» EXERCISE BRIEF
Copy out the lines below that hold the word "KEYWORDS".

» MATERIAL PROVIDED
◇ ◇ ◇
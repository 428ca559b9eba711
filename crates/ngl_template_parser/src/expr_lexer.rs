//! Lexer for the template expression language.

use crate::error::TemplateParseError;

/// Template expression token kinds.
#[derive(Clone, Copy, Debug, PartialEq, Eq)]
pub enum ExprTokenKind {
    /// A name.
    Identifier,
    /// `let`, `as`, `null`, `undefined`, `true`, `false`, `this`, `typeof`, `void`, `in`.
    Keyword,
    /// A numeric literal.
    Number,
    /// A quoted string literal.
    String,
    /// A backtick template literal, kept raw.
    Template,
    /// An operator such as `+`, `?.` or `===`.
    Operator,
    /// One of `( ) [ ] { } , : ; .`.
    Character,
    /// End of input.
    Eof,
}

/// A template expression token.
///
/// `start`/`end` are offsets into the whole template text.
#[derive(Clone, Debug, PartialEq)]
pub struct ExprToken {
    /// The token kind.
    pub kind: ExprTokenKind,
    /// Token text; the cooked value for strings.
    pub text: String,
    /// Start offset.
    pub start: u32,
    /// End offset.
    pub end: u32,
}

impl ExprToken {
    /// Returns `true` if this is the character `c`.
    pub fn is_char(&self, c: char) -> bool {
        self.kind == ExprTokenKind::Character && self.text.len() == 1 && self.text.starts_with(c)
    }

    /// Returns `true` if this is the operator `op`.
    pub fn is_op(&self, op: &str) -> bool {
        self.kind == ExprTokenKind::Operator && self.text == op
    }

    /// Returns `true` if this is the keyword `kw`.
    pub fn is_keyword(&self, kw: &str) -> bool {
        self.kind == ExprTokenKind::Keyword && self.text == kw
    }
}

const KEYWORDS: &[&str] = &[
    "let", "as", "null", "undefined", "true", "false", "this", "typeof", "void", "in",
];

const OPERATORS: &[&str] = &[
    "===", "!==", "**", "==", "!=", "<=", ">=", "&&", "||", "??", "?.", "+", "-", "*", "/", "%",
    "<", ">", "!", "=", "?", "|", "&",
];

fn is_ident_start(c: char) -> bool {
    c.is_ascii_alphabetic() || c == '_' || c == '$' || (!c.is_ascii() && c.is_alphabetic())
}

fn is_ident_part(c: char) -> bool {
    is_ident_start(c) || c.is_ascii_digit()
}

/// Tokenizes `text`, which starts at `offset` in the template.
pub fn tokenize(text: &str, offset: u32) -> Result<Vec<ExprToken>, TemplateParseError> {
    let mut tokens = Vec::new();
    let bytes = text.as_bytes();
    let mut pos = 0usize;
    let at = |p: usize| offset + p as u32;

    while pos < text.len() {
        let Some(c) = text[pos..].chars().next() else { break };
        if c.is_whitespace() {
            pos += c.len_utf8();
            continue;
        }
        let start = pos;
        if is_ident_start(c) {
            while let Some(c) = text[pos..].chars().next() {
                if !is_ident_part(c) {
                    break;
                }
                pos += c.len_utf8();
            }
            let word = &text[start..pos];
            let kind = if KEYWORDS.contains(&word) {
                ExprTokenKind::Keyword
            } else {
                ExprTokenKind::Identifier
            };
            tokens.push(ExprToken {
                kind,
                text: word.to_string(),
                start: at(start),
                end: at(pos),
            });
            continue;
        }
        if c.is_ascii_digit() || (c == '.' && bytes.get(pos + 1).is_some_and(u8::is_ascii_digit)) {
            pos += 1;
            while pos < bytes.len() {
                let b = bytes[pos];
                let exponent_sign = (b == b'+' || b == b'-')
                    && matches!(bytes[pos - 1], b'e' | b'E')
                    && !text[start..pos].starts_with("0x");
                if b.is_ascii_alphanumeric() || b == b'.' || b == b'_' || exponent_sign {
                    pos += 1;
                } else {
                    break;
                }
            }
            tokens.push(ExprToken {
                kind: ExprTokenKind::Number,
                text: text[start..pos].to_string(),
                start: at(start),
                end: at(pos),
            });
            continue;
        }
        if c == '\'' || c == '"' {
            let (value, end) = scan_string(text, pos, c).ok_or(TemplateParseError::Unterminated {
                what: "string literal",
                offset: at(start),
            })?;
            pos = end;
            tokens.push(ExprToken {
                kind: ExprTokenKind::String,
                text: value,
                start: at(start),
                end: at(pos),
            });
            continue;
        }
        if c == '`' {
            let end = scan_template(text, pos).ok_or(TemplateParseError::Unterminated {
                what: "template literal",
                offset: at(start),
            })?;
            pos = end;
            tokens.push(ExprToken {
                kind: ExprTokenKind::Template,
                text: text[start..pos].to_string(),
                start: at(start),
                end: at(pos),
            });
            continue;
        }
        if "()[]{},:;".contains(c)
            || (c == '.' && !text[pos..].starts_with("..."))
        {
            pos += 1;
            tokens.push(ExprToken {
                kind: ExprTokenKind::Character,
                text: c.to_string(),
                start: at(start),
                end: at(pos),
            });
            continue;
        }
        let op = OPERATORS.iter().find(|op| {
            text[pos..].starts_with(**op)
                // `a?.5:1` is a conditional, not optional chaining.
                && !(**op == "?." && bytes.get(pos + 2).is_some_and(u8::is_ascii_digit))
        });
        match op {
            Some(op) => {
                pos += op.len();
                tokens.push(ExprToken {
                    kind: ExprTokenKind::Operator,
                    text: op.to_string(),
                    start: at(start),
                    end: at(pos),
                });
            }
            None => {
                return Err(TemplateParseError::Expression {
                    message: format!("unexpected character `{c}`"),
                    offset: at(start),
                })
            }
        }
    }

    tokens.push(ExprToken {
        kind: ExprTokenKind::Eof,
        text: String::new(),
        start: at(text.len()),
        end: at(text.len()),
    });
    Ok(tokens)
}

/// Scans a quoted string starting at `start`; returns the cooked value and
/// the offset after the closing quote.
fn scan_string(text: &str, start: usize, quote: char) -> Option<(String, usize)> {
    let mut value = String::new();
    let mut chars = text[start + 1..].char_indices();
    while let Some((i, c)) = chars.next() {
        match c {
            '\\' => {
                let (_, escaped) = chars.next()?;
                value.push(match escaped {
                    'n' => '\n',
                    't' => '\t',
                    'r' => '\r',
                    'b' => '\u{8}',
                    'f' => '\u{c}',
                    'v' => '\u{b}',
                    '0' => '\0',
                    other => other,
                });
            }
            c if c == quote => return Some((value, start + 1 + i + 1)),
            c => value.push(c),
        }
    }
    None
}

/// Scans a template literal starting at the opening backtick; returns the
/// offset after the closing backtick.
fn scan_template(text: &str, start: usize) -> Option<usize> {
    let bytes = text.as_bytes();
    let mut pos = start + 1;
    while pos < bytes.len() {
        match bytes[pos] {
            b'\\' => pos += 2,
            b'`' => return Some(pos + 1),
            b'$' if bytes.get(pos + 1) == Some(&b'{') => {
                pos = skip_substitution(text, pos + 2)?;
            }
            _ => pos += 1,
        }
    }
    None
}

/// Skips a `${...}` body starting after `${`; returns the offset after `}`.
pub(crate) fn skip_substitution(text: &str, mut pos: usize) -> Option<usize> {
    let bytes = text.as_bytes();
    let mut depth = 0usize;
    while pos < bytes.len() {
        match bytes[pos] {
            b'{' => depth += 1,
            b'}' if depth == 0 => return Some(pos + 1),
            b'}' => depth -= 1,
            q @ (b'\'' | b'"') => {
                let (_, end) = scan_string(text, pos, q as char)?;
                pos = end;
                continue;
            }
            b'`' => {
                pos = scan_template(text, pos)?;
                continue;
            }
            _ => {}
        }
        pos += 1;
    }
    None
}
◇ ◇ ◇
» WRITTEN ANSWER
const KEYWORDS: &[&str] = &[
            let kind = if KEYWORDS.contains(&word) {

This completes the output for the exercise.